Give again the entries below exactly, beginning at the first line and ending at the line with "pub struct SurfaceTraits".

═════ Extracted records ═════

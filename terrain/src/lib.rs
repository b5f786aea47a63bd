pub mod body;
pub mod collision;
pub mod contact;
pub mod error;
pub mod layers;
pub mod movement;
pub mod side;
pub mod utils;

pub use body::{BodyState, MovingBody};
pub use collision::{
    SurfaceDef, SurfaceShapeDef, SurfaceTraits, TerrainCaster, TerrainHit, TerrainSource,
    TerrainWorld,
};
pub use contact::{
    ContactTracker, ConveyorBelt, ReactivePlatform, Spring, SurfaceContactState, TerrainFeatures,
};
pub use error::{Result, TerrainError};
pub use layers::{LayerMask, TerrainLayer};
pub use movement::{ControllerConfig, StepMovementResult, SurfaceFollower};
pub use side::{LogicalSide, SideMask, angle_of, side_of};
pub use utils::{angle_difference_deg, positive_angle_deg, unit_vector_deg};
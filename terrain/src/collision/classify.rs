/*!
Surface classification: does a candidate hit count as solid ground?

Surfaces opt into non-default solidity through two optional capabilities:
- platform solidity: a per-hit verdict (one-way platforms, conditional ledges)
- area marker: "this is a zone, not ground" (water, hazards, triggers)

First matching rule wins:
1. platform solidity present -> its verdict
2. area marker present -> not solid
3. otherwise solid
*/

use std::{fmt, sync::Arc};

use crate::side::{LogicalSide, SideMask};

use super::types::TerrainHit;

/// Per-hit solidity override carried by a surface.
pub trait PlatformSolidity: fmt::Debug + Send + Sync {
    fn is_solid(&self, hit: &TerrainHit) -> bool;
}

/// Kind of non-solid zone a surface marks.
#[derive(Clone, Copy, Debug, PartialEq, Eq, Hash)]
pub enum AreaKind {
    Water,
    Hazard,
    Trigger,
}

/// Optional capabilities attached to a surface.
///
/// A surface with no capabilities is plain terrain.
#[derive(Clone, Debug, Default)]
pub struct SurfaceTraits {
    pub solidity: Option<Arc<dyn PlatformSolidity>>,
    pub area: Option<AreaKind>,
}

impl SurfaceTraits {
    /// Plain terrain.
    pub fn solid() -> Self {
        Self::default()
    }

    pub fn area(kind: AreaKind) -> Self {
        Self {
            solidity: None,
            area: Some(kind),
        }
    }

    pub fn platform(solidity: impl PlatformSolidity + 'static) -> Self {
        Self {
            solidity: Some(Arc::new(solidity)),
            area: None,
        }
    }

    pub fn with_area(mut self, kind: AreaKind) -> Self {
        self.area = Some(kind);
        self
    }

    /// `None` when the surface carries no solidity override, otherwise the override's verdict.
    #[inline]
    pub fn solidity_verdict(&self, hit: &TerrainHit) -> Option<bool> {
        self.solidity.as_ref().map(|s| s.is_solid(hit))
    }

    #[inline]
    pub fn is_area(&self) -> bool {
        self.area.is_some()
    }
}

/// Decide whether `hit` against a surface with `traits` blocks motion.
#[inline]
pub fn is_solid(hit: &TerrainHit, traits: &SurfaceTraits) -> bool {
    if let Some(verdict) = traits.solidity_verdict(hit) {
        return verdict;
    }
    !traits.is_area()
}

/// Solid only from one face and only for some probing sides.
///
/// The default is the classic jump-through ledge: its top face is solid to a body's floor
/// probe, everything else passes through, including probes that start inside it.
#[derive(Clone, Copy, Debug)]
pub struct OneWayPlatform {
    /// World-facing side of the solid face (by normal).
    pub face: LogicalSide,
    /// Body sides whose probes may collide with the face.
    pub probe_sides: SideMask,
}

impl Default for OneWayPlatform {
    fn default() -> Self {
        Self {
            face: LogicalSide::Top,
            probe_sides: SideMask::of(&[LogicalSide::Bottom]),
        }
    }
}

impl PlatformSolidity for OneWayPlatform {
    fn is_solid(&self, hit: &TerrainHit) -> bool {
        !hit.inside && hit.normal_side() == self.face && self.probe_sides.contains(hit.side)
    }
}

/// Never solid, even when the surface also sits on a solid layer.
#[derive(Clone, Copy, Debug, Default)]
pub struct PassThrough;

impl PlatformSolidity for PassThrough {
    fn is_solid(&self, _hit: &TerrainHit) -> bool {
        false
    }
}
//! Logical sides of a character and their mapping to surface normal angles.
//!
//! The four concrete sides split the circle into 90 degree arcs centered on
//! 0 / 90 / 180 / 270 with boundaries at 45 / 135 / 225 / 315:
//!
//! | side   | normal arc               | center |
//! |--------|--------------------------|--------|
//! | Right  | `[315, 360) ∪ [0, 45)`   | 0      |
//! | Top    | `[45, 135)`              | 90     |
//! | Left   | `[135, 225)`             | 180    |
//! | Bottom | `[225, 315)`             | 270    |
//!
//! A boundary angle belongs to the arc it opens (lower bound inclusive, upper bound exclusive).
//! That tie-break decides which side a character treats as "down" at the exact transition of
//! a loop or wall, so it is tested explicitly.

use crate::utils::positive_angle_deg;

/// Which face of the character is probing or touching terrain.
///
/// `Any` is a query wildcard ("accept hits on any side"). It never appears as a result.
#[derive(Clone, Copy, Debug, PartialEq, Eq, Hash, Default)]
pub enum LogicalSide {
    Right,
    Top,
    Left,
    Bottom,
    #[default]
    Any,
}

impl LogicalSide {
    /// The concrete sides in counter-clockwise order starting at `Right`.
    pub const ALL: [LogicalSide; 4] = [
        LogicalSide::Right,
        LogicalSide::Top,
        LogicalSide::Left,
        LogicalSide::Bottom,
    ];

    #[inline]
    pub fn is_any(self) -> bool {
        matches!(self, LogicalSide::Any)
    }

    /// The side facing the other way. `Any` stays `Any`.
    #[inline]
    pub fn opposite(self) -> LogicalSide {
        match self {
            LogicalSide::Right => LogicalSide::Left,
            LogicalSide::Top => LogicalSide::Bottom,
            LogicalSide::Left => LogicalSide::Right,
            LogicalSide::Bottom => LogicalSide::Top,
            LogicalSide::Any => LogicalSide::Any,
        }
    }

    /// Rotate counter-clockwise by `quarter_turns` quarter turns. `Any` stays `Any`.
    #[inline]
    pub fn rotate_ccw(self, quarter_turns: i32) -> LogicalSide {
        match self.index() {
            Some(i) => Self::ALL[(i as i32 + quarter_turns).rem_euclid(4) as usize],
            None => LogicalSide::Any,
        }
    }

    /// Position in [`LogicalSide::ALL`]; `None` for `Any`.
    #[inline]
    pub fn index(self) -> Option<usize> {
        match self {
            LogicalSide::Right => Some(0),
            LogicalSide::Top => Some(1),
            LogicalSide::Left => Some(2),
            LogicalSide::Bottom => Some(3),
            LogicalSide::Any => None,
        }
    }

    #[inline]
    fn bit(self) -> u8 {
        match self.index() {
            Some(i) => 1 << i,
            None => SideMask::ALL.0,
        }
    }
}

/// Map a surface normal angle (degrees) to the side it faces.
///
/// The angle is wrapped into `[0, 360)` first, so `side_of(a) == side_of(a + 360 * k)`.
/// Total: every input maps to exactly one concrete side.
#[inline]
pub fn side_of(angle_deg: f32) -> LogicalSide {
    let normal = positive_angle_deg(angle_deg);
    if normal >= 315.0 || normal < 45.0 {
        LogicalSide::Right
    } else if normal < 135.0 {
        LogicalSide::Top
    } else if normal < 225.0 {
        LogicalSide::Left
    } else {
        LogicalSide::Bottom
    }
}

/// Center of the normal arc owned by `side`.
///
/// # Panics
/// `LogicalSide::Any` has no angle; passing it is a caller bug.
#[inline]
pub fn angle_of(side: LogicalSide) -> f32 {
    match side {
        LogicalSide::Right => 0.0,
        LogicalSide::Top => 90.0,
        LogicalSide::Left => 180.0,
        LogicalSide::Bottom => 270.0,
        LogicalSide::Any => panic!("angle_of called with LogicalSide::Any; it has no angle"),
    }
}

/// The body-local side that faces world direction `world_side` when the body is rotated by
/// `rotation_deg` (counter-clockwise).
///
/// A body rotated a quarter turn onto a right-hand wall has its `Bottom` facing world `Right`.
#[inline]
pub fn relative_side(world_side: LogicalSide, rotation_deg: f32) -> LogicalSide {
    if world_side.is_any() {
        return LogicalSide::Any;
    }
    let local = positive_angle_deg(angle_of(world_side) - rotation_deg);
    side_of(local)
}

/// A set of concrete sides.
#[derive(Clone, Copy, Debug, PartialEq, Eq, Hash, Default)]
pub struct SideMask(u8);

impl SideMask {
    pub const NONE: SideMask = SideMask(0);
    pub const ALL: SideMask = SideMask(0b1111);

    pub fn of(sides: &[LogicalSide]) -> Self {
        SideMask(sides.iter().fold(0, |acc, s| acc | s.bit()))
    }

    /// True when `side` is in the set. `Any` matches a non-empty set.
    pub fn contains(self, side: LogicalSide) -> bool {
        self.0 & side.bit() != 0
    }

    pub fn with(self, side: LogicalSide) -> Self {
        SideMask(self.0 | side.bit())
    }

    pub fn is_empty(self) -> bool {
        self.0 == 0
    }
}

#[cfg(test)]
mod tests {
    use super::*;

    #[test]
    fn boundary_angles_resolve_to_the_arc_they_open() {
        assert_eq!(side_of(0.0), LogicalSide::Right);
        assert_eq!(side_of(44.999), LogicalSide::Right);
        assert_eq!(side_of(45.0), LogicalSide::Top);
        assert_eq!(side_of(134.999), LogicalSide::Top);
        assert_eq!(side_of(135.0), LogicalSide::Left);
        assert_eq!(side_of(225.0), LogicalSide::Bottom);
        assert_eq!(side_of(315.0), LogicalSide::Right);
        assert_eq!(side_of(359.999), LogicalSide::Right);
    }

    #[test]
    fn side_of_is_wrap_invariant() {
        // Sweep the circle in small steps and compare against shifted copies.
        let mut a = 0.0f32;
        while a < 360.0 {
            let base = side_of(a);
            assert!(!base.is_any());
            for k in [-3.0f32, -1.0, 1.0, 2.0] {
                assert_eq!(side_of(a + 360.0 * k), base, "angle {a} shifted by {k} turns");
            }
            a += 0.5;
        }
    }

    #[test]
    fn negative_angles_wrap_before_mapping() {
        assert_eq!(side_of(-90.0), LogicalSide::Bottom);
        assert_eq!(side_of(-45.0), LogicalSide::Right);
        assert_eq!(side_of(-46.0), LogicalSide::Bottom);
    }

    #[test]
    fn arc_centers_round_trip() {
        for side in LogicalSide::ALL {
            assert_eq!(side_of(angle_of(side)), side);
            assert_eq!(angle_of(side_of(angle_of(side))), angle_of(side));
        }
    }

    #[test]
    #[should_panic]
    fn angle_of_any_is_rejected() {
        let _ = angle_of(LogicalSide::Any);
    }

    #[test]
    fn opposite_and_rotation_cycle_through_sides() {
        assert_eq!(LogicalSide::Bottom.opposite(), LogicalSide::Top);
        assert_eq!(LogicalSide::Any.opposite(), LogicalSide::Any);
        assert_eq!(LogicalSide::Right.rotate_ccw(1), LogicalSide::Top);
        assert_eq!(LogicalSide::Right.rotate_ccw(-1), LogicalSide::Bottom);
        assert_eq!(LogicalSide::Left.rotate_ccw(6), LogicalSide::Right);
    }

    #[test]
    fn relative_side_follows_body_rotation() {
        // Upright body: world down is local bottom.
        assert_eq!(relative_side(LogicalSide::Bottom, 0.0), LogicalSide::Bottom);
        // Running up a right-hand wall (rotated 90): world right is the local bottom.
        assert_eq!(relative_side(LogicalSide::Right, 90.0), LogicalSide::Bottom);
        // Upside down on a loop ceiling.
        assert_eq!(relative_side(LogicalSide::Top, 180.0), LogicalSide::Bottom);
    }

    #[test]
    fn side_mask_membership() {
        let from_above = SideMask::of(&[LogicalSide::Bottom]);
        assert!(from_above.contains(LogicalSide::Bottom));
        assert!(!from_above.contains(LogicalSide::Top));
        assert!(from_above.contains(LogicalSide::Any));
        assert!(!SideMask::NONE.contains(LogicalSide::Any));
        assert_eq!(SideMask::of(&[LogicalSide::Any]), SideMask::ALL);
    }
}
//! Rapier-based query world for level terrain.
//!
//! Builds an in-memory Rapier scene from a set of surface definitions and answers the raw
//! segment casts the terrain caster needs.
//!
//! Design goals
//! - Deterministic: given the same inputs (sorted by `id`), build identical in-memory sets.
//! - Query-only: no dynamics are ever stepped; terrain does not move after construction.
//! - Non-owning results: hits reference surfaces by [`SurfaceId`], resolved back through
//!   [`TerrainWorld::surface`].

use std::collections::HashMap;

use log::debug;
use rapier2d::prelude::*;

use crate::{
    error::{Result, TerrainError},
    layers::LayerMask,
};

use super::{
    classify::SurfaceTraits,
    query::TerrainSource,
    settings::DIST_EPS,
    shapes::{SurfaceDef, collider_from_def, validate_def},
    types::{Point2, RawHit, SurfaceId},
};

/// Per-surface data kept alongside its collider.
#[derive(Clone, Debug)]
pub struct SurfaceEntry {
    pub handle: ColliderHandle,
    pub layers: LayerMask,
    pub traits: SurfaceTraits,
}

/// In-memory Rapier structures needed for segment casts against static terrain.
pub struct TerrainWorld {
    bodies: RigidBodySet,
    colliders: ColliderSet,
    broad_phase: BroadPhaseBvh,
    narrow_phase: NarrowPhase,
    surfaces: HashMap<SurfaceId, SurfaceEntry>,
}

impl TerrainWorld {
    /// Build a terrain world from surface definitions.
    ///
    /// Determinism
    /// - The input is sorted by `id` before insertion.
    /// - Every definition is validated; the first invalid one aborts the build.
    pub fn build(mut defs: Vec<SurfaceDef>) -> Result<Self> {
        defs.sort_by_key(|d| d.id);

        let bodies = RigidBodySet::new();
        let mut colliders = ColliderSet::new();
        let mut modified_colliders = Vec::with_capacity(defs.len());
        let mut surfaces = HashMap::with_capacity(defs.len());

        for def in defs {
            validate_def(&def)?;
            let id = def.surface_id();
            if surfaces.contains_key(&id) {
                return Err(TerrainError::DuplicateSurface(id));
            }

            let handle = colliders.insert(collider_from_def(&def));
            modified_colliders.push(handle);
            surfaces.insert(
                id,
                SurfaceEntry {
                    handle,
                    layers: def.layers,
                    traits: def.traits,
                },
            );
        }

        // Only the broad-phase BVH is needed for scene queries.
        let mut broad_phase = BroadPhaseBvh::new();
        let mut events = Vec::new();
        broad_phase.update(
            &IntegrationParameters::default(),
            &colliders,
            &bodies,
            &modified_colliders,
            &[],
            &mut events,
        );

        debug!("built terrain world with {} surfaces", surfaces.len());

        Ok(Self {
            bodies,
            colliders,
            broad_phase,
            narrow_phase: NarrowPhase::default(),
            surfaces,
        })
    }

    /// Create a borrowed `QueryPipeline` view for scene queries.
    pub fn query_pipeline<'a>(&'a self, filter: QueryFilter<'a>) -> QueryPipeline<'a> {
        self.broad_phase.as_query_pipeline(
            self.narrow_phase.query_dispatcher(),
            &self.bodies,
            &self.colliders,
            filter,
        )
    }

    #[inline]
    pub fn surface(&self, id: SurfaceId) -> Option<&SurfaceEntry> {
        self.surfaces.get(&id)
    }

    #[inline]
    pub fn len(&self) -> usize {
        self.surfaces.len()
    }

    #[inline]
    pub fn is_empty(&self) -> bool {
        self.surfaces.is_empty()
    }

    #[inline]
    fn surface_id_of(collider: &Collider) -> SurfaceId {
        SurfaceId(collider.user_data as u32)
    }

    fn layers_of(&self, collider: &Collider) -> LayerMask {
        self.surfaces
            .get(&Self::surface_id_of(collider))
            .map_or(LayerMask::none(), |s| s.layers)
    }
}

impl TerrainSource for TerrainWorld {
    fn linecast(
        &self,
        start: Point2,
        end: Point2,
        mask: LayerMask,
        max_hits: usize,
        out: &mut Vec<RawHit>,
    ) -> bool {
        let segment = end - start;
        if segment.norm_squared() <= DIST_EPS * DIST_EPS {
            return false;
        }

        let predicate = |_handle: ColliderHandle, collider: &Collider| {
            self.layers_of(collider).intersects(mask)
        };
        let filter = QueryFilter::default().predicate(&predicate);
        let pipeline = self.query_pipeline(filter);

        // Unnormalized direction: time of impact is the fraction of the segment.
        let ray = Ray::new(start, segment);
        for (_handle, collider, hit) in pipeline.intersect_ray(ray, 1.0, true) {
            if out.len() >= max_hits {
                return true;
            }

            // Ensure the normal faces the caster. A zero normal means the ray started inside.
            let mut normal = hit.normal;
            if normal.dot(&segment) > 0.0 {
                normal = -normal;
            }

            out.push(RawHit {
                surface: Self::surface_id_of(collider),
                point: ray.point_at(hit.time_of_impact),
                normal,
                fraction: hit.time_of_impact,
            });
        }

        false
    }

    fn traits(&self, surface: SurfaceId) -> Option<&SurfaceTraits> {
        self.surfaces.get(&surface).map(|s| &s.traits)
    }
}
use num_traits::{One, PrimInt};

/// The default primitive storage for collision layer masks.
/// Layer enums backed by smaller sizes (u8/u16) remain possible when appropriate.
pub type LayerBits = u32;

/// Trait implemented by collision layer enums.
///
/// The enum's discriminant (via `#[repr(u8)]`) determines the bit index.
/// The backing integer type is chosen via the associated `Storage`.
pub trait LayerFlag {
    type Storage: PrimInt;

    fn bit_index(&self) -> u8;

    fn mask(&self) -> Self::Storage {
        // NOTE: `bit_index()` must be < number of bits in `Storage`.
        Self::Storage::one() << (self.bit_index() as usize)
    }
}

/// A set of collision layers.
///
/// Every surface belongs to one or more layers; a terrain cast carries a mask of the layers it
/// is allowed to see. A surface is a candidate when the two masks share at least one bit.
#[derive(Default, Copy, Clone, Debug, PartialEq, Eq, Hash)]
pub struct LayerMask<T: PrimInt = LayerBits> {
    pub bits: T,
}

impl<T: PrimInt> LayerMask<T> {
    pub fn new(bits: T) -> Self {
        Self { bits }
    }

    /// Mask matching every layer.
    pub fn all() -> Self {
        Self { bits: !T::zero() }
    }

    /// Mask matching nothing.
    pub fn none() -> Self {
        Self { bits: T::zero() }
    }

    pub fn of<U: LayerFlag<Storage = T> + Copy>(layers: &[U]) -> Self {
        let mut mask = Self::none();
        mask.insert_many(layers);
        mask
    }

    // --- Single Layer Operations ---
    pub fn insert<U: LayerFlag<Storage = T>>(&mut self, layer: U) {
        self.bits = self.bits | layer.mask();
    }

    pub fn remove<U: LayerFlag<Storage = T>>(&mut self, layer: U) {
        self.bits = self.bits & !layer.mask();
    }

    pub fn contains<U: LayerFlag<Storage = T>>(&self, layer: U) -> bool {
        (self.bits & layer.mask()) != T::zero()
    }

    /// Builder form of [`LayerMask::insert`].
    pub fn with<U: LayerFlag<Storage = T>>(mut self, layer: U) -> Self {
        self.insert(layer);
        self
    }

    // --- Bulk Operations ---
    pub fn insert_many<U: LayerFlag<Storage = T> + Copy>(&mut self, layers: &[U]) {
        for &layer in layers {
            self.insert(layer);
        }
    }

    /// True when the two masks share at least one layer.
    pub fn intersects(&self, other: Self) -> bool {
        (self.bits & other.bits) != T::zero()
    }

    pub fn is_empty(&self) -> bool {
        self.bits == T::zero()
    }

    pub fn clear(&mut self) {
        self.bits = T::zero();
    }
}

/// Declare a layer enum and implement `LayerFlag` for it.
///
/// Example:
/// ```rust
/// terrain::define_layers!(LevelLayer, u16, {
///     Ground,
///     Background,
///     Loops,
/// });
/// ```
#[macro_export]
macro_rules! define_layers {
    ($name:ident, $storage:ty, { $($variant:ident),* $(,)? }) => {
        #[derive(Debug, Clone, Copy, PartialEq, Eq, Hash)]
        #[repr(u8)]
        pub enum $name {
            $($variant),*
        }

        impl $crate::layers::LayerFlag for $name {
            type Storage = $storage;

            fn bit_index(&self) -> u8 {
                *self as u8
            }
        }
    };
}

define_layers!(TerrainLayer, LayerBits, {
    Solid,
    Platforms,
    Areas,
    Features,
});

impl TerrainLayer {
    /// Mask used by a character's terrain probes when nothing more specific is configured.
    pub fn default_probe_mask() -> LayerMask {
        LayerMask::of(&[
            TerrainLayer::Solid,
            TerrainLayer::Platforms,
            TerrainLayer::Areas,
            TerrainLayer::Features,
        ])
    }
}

═════

**Solution to this exercise**:
filename terrain/src/lib.rs
repository b5f786aea47a63bd
pub mod body;
pub mod collision;
pub mod contact;
pub mod error;
pub mod layers;
pub mod movement;
pub mod side;
pub mod utils;

pub use body::{BodyState, MovingBody};
pub use collision::{
    SurfaceDef, SurfaceShapeDef, SurfaceTraits, TerrainCaster, TerrainHit, TerrainSource,
    TerrainWorld,
};
pub use contact::{
    ContactTracker, ConveyorBelt, ReactivePlatform, Spring, SurfaceContactState, TerrainFeatures,
};
pub use error::{Result, TerrainError};
pub use layers::{LayerMask, TerrainLayer};
pub use movement::{ControllerConfig, StepMovementResult, SurfaceFollower};
pub use side::{LogicalSide, SideMask, angle_of, side_of};
pub use utils::{angle_difference_deg, positive_angle_deg, unit_vector_deg};
filename terrain/src/collision/classify.rs
/*!
Surface classification: does a candidate hit count as solid ground?

Surfaces opt into non-default solidity through two optional capabilities:
- platform solidity: a per-hit verdict (one-way platforms, conditional ledges)
- area marker: "this is a zone, not ground" (water, hazards, triggers)

First matching rule wins:
1. platform solidity present -> its verdict
2. area marker present -> not solid
3. otherwise solid
*/

use std::{fmt, sync::Arc};

use crate::side::{LogicalSide, SideMask};

use super::types::TerrainHit;

/// Per-hit solidity override carried by a surface.
pub trait PlatformSolidity: fmt::Debug + Send + Sync {
    fn is_solid(&self, hit: &TerrainHit) -> bool;
}

/// Kind of non-solid zone a surface marks.
#[derive(Clone, Copy, Debug, PartialEq, Eq, Hash)]
pub enum AreaKind {
    Water,
    Hazard,
    Trigger,
}

/// Optional capabilities attached to a surface.
///
/// A surface with no capabilities is plain terrain.
#[derive(Clone, Debug, Default)]
pub struct SurfaceTraits {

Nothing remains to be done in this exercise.